— Exercise goal —
Repeat exactly the lines of the entries below from the one with "#[command(subcommand)]" through the one with "QA and deploys.", both ends included, and nothing else.

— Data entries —
■ ■ ■ ■
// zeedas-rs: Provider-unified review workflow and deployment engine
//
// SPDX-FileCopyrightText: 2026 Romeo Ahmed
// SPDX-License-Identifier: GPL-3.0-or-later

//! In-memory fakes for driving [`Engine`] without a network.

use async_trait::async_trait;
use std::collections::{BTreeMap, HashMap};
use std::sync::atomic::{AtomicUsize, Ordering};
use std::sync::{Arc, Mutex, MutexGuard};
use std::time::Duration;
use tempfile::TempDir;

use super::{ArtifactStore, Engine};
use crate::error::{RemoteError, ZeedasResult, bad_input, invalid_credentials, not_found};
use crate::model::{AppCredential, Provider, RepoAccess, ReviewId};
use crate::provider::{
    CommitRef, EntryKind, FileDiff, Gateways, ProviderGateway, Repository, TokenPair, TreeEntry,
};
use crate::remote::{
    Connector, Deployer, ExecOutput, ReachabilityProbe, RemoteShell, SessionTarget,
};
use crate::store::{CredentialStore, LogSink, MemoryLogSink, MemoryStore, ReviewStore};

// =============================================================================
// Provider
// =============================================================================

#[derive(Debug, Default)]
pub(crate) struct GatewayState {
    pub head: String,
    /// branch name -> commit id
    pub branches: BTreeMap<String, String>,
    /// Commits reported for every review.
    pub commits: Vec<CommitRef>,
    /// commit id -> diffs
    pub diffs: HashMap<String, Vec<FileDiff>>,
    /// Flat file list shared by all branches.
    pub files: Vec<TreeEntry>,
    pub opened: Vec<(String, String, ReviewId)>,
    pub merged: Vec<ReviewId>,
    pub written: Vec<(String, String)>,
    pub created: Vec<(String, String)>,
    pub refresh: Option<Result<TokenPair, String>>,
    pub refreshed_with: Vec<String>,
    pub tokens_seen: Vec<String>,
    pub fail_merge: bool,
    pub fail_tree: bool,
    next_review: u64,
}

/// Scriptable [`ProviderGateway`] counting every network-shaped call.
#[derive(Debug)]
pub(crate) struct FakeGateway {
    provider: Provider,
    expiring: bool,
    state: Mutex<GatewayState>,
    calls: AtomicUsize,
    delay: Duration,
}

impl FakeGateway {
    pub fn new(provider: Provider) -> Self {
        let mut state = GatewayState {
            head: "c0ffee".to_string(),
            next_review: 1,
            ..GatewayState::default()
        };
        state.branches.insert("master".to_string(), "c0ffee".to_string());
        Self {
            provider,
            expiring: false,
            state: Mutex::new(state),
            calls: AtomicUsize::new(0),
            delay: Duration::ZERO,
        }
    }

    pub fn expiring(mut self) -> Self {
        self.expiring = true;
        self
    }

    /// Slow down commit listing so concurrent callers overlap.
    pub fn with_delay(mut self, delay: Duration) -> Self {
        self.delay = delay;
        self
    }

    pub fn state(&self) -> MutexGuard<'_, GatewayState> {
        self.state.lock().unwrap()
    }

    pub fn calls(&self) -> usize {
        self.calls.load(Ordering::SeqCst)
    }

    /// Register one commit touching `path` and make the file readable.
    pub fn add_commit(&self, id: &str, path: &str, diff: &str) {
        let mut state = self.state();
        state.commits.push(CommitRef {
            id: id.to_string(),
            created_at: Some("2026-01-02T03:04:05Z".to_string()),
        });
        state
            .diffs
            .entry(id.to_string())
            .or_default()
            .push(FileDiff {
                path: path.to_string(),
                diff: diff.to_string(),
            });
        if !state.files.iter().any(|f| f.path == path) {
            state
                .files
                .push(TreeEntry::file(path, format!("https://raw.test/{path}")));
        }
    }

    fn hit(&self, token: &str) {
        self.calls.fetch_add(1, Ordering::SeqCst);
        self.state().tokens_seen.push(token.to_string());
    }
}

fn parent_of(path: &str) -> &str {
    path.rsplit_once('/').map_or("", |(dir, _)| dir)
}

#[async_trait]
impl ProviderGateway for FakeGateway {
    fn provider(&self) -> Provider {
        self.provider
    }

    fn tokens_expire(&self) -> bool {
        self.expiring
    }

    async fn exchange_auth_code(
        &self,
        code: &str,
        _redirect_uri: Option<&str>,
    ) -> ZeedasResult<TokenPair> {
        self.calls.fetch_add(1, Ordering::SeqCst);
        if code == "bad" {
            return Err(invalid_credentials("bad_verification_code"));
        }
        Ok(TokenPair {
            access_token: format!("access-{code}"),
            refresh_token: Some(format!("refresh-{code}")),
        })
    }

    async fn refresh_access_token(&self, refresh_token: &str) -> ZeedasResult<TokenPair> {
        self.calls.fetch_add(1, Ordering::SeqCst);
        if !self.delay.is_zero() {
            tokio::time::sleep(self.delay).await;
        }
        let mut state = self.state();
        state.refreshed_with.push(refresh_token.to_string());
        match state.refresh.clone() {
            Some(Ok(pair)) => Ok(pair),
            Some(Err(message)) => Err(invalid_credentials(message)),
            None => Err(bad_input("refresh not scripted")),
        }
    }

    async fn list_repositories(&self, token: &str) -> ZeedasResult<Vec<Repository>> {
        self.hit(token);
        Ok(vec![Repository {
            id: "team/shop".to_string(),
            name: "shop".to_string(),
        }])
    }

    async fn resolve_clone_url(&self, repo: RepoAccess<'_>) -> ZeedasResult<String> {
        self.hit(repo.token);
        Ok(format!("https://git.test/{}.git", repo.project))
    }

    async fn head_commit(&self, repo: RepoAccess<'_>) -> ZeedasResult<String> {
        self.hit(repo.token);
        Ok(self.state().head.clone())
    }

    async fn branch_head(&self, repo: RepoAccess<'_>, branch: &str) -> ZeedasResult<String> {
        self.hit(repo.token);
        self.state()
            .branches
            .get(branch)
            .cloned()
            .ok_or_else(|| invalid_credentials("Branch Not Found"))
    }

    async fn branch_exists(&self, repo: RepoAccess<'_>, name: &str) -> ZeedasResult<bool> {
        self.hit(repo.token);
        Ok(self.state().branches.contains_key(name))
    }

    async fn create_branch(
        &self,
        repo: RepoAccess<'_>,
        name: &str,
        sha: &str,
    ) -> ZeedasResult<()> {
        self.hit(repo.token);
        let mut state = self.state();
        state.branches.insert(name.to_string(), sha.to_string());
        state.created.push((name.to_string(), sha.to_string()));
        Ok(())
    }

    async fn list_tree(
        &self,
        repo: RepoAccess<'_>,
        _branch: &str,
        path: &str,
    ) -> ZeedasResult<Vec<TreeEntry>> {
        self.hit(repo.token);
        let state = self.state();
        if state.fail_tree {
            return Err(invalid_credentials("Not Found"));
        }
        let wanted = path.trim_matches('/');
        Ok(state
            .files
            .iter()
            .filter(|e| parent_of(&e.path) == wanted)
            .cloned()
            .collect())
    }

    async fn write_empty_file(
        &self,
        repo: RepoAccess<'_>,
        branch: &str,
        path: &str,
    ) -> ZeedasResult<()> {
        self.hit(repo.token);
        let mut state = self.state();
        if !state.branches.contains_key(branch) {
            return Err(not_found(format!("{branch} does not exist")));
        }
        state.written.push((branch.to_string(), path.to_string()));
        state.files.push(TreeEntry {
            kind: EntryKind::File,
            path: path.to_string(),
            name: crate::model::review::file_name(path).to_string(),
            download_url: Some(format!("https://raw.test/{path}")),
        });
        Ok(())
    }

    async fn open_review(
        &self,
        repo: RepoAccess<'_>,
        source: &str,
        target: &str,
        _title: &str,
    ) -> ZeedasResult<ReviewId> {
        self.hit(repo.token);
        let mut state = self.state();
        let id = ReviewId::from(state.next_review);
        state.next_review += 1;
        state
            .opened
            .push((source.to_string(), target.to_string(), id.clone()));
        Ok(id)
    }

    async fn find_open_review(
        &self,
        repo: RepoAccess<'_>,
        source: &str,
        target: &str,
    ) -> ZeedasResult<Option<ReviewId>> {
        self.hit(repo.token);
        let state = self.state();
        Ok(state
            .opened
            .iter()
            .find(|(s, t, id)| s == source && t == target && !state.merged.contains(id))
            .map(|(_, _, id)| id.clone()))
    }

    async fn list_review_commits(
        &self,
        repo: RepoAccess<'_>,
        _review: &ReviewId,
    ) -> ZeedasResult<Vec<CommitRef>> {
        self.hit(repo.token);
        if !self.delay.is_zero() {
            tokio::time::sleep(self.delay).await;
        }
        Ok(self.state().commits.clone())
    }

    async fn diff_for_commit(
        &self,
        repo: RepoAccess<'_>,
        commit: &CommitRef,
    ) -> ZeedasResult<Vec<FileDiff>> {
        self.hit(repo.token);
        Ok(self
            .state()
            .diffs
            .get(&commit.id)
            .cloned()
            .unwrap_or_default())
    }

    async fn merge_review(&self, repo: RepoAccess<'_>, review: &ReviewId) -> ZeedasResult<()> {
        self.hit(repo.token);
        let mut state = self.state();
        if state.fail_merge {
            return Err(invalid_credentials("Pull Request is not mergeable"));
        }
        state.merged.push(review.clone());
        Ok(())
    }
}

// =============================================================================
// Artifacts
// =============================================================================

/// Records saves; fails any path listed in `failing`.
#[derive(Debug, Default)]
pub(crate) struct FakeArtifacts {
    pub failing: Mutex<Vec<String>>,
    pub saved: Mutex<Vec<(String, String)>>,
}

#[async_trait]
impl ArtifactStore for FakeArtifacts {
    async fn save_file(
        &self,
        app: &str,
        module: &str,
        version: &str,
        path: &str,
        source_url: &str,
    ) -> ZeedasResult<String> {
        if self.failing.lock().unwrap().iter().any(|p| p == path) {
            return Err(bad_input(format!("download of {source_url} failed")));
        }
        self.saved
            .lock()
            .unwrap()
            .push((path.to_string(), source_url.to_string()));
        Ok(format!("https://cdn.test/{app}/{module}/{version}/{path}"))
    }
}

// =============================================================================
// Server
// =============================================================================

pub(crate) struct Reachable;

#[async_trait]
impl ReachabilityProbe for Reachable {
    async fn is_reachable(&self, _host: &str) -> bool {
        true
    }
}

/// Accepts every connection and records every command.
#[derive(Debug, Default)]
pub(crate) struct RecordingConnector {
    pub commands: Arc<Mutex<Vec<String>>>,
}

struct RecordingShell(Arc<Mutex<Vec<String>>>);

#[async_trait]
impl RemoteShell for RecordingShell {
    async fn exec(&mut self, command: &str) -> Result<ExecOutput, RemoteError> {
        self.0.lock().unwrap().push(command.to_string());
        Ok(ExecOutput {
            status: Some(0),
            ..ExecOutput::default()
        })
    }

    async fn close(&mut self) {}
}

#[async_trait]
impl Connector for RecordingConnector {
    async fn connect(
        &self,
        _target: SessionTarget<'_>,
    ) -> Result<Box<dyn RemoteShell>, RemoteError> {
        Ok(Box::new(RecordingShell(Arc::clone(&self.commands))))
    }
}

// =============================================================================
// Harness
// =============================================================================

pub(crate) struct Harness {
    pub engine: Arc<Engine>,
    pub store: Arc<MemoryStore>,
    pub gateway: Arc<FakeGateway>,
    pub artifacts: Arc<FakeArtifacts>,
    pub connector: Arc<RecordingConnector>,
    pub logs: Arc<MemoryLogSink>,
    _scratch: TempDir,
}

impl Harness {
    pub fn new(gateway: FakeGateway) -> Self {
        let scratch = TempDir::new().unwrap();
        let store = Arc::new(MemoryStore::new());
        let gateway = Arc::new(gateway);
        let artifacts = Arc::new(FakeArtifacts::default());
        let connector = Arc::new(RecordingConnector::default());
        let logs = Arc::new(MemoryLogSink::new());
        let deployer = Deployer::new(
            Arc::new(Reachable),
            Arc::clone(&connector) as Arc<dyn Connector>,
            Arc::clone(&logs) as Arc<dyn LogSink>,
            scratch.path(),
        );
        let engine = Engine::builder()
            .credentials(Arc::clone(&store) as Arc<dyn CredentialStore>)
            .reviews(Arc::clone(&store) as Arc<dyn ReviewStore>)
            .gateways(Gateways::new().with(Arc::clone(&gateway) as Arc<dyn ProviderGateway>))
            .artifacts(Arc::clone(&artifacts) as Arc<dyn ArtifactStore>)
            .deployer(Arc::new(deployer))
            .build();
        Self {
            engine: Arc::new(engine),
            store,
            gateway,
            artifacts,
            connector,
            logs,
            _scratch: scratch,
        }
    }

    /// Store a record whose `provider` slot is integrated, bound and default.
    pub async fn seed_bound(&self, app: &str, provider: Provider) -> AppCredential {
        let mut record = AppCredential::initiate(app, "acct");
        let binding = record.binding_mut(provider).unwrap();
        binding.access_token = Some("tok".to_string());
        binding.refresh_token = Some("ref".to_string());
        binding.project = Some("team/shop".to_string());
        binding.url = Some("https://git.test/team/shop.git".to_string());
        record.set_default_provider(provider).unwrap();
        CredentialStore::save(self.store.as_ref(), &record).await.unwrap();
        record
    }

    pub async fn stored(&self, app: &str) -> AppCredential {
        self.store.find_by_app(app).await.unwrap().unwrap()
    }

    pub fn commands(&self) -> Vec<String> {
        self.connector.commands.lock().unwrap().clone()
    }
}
■ ■ ■ ■
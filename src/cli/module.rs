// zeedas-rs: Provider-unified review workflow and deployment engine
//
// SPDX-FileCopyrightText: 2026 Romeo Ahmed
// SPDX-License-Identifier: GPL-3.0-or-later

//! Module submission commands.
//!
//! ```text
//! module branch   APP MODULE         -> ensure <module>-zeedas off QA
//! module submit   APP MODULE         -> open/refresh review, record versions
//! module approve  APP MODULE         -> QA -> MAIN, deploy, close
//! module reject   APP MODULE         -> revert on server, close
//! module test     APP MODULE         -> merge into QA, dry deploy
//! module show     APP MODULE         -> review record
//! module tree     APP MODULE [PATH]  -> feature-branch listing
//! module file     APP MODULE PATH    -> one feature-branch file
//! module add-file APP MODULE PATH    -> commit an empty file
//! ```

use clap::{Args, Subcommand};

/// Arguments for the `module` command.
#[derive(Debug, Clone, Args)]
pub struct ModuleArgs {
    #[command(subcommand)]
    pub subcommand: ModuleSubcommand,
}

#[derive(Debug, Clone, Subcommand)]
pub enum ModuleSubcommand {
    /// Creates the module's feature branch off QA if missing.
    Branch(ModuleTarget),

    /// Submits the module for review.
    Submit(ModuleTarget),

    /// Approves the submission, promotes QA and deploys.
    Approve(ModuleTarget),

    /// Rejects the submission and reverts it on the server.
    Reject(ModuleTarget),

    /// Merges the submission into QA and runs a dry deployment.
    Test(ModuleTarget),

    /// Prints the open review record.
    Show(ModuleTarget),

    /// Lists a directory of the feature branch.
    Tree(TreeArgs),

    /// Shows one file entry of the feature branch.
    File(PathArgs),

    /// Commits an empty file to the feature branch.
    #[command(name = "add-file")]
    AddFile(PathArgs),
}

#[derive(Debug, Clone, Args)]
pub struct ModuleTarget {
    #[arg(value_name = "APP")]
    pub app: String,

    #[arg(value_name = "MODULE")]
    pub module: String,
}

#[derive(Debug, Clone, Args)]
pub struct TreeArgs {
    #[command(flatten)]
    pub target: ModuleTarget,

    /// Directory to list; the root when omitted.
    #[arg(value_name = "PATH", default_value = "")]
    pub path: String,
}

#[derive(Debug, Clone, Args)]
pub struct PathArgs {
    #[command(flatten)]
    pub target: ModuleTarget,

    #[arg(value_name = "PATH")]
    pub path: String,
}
■ ■ ■ ■
— Answer to this task —
    #[command(subcommand)]
    pub subcommand: ModuleSubcommand,
}

#[derive(Debug, Clone, Subcommand)]
pub enum ModuleSubcommand {
    /// Creates the module's feature branch off QA if missing.
    Branch(ModuleTarget),

    /// Submits the module for review.
    Submit(ModuleTarget),

    /// Approves the submission, promotes QA and deploys.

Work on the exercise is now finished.